◆ Problem description ◆
Search the records for the string "HashMap", then copy each line where it appears.

◆ Extracted material ◆
************

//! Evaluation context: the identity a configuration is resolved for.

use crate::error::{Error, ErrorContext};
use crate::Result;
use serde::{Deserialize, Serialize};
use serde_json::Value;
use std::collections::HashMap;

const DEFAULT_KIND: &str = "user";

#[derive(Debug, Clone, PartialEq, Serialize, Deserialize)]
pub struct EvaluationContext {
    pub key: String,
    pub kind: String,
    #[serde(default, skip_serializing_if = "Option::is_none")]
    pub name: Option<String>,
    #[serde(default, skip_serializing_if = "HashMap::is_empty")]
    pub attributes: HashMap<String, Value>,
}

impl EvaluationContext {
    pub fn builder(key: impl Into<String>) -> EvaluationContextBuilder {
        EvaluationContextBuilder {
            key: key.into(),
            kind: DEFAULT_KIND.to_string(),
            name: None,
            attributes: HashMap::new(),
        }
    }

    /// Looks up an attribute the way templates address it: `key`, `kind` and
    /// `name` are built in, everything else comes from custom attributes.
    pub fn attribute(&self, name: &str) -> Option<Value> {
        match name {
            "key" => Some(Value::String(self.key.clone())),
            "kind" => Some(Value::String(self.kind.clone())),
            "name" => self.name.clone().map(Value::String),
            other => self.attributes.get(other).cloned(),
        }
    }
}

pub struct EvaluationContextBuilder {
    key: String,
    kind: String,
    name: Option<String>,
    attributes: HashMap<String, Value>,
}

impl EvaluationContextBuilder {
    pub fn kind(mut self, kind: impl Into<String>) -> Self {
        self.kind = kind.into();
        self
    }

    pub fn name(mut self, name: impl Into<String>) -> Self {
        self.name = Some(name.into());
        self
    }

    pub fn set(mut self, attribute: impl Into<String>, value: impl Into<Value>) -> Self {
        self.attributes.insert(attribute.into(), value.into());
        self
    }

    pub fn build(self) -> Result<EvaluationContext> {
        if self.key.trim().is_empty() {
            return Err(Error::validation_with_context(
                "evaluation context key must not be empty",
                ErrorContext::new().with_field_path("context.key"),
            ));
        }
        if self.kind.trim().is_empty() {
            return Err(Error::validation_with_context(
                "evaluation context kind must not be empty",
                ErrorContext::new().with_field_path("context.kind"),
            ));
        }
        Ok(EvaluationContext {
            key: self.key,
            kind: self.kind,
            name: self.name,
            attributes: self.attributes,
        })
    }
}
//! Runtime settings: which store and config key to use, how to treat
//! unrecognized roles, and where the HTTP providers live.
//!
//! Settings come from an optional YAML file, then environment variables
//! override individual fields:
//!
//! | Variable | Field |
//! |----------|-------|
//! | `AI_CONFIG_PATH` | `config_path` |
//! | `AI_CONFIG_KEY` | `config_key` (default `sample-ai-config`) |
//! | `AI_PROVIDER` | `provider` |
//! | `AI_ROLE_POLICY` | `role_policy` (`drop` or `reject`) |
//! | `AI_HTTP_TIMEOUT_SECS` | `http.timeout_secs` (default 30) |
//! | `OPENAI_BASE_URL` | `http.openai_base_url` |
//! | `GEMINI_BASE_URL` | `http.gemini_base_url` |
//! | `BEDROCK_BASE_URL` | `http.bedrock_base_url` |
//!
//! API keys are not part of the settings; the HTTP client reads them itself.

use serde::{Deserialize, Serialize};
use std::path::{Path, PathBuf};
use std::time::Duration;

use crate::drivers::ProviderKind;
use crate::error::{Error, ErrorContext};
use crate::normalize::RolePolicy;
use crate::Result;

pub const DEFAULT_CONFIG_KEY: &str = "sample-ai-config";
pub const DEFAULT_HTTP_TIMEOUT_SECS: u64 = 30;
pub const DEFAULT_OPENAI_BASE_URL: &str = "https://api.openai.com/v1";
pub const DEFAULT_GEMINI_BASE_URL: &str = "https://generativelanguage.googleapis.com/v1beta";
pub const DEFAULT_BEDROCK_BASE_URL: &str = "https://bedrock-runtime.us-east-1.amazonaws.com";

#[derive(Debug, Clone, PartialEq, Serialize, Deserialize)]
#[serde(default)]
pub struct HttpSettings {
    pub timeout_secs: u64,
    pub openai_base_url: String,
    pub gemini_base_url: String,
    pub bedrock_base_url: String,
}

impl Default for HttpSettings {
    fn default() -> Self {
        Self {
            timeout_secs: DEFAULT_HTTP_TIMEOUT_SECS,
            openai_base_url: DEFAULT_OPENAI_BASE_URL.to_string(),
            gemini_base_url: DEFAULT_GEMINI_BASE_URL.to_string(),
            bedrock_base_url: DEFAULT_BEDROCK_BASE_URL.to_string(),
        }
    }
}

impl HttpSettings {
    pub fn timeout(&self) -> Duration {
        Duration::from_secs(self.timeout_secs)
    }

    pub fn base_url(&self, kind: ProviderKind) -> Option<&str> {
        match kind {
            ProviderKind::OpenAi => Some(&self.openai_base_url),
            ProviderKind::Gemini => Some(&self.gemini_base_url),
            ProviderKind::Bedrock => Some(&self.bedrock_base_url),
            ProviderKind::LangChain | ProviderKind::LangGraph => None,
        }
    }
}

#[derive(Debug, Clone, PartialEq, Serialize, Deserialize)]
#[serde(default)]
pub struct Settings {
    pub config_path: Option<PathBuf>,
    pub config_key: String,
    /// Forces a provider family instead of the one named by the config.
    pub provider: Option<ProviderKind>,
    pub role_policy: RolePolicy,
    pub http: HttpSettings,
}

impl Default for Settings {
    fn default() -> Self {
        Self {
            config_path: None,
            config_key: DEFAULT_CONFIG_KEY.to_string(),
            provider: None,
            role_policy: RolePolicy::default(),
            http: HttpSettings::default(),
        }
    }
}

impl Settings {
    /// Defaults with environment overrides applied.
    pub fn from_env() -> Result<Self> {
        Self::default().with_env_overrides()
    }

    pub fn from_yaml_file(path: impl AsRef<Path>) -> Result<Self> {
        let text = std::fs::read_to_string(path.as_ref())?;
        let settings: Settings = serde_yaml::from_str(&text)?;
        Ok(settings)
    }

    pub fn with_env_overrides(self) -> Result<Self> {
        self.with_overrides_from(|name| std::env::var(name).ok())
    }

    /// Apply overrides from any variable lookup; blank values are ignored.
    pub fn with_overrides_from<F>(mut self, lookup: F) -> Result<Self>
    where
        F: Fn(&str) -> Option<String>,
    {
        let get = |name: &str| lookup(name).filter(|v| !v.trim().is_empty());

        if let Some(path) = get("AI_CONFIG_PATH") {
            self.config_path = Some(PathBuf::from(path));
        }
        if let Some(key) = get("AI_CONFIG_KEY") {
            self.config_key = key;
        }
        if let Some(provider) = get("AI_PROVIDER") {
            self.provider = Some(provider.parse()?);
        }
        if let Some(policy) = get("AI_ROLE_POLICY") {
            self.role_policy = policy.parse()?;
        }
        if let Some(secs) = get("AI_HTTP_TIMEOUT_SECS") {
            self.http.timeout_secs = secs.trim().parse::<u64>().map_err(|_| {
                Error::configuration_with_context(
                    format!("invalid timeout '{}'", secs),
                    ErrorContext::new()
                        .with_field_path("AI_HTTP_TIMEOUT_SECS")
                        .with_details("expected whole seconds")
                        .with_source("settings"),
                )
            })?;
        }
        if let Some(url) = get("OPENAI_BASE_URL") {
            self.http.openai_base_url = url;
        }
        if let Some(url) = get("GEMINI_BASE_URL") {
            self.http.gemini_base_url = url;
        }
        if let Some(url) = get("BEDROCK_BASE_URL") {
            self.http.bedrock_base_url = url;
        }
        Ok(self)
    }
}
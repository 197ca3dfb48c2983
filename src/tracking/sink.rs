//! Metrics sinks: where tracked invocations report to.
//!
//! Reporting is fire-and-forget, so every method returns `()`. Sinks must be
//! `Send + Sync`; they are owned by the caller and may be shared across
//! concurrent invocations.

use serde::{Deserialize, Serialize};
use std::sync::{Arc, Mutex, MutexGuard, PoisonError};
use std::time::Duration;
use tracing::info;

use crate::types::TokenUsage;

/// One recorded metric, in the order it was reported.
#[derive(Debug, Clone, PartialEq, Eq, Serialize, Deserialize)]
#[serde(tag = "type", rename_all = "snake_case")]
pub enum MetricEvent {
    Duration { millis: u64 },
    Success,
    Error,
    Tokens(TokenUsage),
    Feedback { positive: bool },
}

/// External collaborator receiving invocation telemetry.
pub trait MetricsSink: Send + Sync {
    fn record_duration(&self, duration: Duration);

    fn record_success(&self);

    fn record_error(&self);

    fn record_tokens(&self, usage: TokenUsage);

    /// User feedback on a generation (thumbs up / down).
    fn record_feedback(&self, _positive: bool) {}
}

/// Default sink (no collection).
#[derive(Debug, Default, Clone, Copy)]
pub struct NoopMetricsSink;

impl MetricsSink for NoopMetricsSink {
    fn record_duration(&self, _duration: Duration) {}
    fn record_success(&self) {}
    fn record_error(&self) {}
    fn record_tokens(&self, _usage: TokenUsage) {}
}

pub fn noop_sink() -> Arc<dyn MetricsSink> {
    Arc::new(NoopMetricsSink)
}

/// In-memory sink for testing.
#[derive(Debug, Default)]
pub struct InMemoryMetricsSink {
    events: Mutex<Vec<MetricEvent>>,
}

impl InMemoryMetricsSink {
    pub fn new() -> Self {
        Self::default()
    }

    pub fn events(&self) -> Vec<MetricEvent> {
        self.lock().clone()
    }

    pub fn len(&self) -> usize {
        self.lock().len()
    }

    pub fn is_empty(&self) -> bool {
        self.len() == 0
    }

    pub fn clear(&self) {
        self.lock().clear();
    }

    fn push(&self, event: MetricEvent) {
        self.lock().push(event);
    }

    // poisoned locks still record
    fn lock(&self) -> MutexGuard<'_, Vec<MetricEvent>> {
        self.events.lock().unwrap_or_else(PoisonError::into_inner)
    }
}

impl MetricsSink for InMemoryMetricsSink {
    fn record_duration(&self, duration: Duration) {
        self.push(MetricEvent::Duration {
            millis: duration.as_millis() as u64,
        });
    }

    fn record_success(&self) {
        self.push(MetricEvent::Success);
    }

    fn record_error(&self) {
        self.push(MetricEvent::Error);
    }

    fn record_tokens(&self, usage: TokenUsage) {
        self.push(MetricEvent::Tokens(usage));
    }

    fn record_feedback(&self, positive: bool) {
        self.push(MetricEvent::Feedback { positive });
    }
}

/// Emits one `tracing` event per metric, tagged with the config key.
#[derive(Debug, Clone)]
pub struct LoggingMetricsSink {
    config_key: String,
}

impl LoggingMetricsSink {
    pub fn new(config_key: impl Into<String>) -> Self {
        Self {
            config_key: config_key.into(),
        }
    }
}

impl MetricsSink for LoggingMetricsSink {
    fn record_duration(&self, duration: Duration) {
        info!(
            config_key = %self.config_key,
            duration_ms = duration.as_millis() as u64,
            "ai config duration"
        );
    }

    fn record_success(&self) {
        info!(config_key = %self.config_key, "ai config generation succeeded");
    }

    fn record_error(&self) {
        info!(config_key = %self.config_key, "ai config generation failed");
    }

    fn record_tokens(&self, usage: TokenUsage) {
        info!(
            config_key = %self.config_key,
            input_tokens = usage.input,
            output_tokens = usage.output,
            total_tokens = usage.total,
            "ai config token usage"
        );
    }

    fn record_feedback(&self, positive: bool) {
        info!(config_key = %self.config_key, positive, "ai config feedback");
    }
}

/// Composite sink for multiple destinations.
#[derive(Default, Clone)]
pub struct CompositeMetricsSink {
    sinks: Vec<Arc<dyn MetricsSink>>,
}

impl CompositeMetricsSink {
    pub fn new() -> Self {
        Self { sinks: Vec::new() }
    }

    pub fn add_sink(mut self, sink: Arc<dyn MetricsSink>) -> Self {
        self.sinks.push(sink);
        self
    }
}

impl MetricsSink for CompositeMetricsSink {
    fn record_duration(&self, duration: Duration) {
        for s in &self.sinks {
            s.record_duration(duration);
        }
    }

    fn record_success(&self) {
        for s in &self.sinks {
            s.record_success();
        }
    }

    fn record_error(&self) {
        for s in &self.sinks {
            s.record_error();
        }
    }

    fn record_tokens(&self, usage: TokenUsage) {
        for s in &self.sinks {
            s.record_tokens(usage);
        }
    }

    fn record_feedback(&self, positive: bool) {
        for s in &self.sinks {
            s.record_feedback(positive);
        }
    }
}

************

◆ Written reply ◆
use std::collections::HashMap;
    #[serde(default, skip_serializing_if = "HashMap::is_empty")]
    pub attributes: HashMap<String, Value>,
            attributes: HashMap::new(),
    attributes: HashMap<String, Value>,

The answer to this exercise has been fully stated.